- [Provided entries]:
--------------------------------

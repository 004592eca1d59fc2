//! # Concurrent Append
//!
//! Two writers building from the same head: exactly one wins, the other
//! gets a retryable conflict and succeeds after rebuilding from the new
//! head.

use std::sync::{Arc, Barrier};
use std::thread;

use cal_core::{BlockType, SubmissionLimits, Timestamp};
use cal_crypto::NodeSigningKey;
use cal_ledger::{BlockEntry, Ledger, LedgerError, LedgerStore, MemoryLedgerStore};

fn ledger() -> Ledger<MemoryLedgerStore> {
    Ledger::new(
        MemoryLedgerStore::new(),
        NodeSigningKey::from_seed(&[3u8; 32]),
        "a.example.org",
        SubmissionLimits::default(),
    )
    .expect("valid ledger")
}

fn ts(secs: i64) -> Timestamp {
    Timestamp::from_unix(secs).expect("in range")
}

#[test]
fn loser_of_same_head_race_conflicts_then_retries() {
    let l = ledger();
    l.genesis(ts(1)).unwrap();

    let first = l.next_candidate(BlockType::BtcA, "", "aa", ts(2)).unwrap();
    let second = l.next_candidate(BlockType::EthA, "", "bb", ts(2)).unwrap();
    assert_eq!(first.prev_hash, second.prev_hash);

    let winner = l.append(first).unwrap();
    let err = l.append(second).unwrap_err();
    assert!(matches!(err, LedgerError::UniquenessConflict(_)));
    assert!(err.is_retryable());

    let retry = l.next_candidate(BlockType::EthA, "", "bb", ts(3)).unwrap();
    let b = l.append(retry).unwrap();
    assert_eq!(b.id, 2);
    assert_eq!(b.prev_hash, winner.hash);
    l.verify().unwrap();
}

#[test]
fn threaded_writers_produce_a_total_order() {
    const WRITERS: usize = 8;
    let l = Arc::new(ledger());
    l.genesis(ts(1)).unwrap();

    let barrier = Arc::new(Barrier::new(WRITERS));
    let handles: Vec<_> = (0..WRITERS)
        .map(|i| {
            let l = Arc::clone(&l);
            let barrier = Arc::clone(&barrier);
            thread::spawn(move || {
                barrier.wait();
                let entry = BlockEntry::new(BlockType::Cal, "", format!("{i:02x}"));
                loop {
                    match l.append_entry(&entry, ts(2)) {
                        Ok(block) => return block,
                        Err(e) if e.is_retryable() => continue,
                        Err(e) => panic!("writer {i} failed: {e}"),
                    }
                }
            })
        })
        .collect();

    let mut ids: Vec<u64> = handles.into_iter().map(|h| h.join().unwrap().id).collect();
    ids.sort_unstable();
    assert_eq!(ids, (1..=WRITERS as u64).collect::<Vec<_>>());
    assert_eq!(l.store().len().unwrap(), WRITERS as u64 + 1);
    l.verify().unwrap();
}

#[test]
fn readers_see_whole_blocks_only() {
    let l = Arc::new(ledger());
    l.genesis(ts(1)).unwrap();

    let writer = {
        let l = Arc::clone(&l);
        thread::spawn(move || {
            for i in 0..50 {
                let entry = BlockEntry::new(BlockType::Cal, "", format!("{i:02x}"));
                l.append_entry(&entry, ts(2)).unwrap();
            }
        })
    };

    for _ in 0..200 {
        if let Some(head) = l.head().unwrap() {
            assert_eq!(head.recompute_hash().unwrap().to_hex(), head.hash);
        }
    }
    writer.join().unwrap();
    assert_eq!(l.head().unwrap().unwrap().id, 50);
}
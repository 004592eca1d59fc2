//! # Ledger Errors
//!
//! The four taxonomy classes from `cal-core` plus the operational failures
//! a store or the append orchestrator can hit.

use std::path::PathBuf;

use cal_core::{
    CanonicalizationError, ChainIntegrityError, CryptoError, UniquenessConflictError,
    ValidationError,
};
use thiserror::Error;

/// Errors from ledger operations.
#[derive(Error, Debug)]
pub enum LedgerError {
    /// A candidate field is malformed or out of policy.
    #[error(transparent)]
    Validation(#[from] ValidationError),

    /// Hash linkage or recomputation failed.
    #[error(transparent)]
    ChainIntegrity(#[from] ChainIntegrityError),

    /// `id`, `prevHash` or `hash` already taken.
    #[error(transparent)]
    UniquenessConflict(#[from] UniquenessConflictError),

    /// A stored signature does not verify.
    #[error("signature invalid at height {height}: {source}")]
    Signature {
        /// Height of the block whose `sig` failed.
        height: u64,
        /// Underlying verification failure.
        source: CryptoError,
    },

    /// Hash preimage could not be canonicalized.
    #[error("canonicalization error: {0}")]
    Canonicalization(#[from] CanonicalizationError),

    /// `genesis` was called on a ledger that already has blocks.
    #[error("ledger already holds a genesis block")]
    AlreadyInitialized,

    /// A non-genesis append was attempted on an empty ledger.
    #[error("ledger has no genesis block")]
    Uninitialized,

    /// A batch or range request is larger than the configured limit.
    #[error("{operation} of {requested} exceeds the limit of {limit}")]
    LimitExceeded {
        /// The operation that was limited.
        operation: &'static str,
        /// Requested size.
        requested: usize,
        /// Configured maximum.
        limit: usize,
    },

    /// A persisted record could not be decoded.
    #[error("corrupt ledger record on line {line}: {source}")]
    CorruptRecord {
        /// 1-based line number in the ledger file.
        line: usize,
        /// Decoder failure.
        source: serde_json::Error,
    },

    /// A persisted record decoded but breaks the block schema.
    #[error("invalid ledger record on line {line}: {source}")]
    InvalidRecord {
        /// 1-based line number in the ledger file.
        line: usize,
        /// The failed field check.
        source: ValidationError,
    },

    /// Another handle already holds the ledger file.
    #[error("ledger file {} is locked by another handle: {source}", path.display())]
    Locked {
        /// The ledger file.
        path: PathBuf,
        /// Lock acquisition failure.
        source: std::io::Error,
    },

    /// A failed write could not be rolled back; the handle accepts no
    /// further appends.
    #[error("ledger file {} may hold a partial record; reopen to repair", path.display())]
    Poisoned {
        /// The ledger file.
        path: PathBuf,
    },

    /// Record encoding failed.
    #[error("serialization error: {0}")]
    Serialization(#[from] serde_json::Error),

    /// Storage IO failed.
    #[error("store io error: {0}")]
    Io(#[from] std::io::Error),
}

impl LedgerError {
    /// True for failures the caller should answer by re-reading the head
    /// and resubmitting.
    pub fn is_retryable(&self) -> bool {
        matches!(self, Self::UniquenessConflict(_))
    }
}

--------------------------------

Filter the listing so that only lines holding the word "NodeSigningKey" remain, and copy those lines.

- [Solution to the problem]:
use cal_crypto::NodeSigningKey;
        NodeSigningKey::from_seed(&[3u8; 32]),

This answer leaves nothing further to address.